- EXERCISE DIRECTIONS: Each entry below is to be copied verbatim, with no line missing.

- Collected data:

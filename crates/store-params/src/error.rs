//! Error types for parameter lookup and parameter-set definitions.

use thiserror::Error;

use crate::ValueKind;

/// Boxed error returned by value parsers.
pub type BoxError = Box<dyn std::error::Error + Send + Sync + 'static>;

/// Result type alias using ParameterError.
pub type ParamResult<T> = Result<T, ParameterError>;

/// Classified failure of a single parameter lookup.
#[derive(Debug, Error)]
#[non_exhaustive]
pub enum ParameterError {
    #[error(
        "Parameter {key} is required{}",
        .description.as_deref().map(|d| format!(": {d}")).unwrap_or_default()
    )]
    MissingRequiredParameter {
        key: String,
        description: Option<String>,
    },

    #[error(
        "Could not create {kind} from '{text}'{}: {cause}",
        parameter_context(.key, .description)
    )]
    CoercionFailure {
        /// Set once the failure is tied to a parameter.
        key: Option<String>,
        description: Option<String>,
        kind: ValueKind,
        text: String,
        #[source]
        cause: CoercionCause,
    },

    #[error("{expected} required for parameter {key}: not {actual}")]
    TypeMismatch {
        expected: ValueKind,
        actual: ValueKind,
        key: String,
    },

    #[error("Unknown parameter: {0}")]
    UnknownParameter(String),
}

impl ParameterError {
    /// Key of the parameter this error refers to, when known.
    pub fn key(&self) -> Option<&str> {
        match self {
            ParameterError::MissingRequiredParameter { key, .. }
            | ParameterError::TypeMismatch { key, .. }
            | ParameterError::UnknownParameter(key) => Some(key),
            ParameterError::CoercionFailure { key, .. } => key.as_deref(),
        }
    }

    /// Attach the parameter a kind-level coercion failure belongs to.
    pub fn for_parameter(self, key: &str, description: Option<&str>) -> Self {
        match self {
            ParameterError::CoercionFailure {
                kind, text, cause, ..
            } => ParameterError::CoercionFailure {
                key: Some(key.to_string()),
                description: description.map(str::to_string),
                kind,
                text,
                cause,
            },
            other => other,
        }
    }

    pub fn is_missing(&self) -> bool {
        matches!(self, ParameterError::MissingRequiredParameter { .. })
    }

    /// Get the OGC exception code for this error.
    pub fn exception_code(&self) -> &'static str {
        match self {
            ParameterError::MissingRequiredParameter { .. } => "MissingParameterValue",
            _ => "InvalidParameterValue",
        }
    }
}

fn parameter_context(key: &Option<String>, description: &Option<String>) -> String {
    match (key, description) {
        (Some(key), Some(description)) => format!(" for parameter {key} ({description})"),
        (Some(key), None) => format!(" for parameter {key}"),
        _ => String::new(),
    }
}

/// Why a text value could not be coerced.
#[derive(Debug, Error)]
pub enum CoercionCause {
    /// Nothing is registered for the target kind.
    #[error("no parser registered for this type")]
    NoParser,

    /// The registered parser rejected the text.
    #[error("{0}")]
    Parse(#[source] BoxError),
}

impl CoercionCause {
    /// The parser's own error, if the parser ran.
    pub fn parse_error(&self) -> Option<&(dyn std::error::Error + Send + Sync + 'static)> {
        match self {
            CoercionCause::Parse(err) => Some(err.as_ref()),
            CoercionCause::NoParser => None,
        }
    }
}

/// Rejected parameter-set definition.
#[derive(Debug, Clone, PartialEq, Eq, Error)]
pub enum DefinitionError {
    #[error("Parameter key cannot be empty")]
    EmptyKey,

    #[error("Duplicate parameter key: {0}")]
    DuplicateKey(String),

    #[error("Sample for parameter '{key}' is {actual}, expected {expected}")]
    SampleKindMismatch {
        key: String,
        expected: ValueKind,
        actual: ValueKind,
    },

    #[error("No parser registered for {kind} (parameter '{key}')")]
    NoParser { key: String, kind: ValueKind },
}

/// Malformed raw input, e.g. a `key=value` assignment without a key.
#[derive(Debug, Clone, PartialEq, Eq, Error)]
pub enum RawInputError {
    #[error("Missing parameter name in '{0}'")]
    EmptyKey(String),
}
//! Validate graphic-store connection parameters against a YAML definition.
//!
//! The binary loads a definition with [`definition::load_definition`],
//! gathers raw input with [`input::InputSources`] and prints a
//! [`report::CheckReport`].

pub mod definition;
pub mod input;
pub mod report;

pub use definition::{load_definition, parse_definition, DefinitionFile, ParameterEntry};
pub use input::InputSources;
pub use report::{CheckReport, OutputFormat};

- RESULT:
filename crates/store-params/src/error.rs
//! Error types for parameter lookup and parameter-set definitions.

use thiserror::Error;

use crate::ValueKind;

/// Boxed error returned by value parsers.
pub type BoxError = Box<dyn std::error::Error + Send + Sync + 'static>;

/// Result type alias using ParameterError.
pub type ParamResult<T> = Result<T, ParameterError>;

/// Classified failure of a single parameter lookup.
#[derive(Debug, Error)]
#[non_exhaustive]
pub enum ParameterError {
    #[error(
        "Parameter {key} is required{}",
        .description.as_deref().map(|d| format!(": {d}")).unwrap_or_default()
    )]
    MissingRequiredParameter {
        key: String,
        description: Option<String>,
    },

    #[error(
        "Could not create {kind} from '{text}'{}: {cause}",
        parameter_context(.key, .description)
    )]
    CoercionFailure {
        /// Set once the failure is tied to a parameter.
        key: Option<String>,
        description: Option<String>,
        kind: ValueKind,
        text: String,
        #[source]
        cause: CoercionCause,
    },

    #[error("{expected} required for parameter {key}: not {actual}")]
    TypeMismatch {
        expected: ValueKind,
        actual: ValueKind,
        key: String,
    },

    #[error("Unknown parameter: {0}")]
    UnknownParameter(String),
}

impl ParameterError {
    /// Key of the parameter this error refers to, when known.
    pub fn key(&self) -> Option<&str> {
        match self {
            ParameterError::MissingRequiredParameter { key, .. }
            | ParameterError::TypeMismatch { key, .. }
            | ParameterError::UnknownParameter(key) => Some(key),
            ParameterError::CoercionFailure { key, .. } => key.as_deref(),
        }
    }

    /// Attach the parameter a kind-level coercion failure belongs to.
    pub fn for_parameter(self, key: &str, description: Option<&str>) -> Self {
        match self {
            ParameterError::CoercionFailure {
                kind, text, cause, ..
            } => ParameterError::CoercionFailure {
                key: Some(key.to_string()),
                description: description.map(str::to_string),
                kind,
                text,
                cause,
            },
            other => other,
        }
    }

    pub fn is_missing(&self) -> bool {
        matches!(self, ParameterError::MissingRequiredParameter { .. })
    }

    /// Get the OGC exception code for this error.
    pub fn exception_code(&self) -> &'static str {
        match self {
            ParameterError::MissingRequiredParameter { .. } => "MissingParameterValue",
            _ => "InvalidParameterValue",
        }
    }
}

fn parameter_context(key: &Option<String>, description: &Option<String>) -> String {
    match (key, description) {
        (Some(key), Some(description)) => format!(" for parameter {key} ({description})"),
        (Some(key), None) => format!(" for parameter {key}"),
        _ => String::new(),
    }
}

/// Why a text value could not be coerced.
#[derive(Debug, Error)]
pub enum CoercionCause {
    /// Nothing is registered for the target kind.
    #[error("no parser registered for this type")]
    NoParser,

    /// The registered parser rejected the text.
    #[error("{0}")]
    Parse(#[source] BoxError),
}

impl CoercionCause {
    /// The parser's own error, if the parser ran.
    pub fn parse_error(&self) -> Option<&(dyn std::error::Error + Send + Sync + 'static)> {
        match self {
            CoercionCause::Parse(err) => Some(err.as_ref()),
            CoercionCause::NoParser => None,
        }
    }
}

/// Rejected parameter-set definition.
#[derive(Debug, Clone, PartialEq, Eq, Error)]
pub enum DefinitionError {
    #[error("Parameter key cannot be empty")]
    EmptyKey,

    #[error("Duplicate parameter key: {0}")]
    DuplicateKey(String),

    #[error("Sample for parameter '{key}' is {actual}, expected {expected}")]
    SampleKindMismatch {
        key: String,
        expected: ValueKind,
        actual: ValueKind,
    },

    #[error("No parser registered for {kind} (parameter '{key}')")]
    NoParser { key: String, kind: ValueKind },
}

/// Malformed raw input, e.g. a `key=value` assignment without a key.
#[derive(Debug, Clone, PartialEq, Eq, Error)]
pub enum RawInputError {
    #[error("Missing parameter name in '{0}'")]
    EmptyKey(String),
}
//! Validate graphic-store connection parameters against a YAML definition.
//!
//! The binary loads a definition with [`definition::load_definition`],
//! gathers raw input with [`input::InputSources`] and prints a
//! [`report::CheckReport`].

pub mod definition;
pub mod input;
pub mod report;

pub use definition::{load_definition, parse_definition, DefinitionFile, ParameterEntry};
pub use input::InputSources;
pub use report::{CheckReport, OutputFormat};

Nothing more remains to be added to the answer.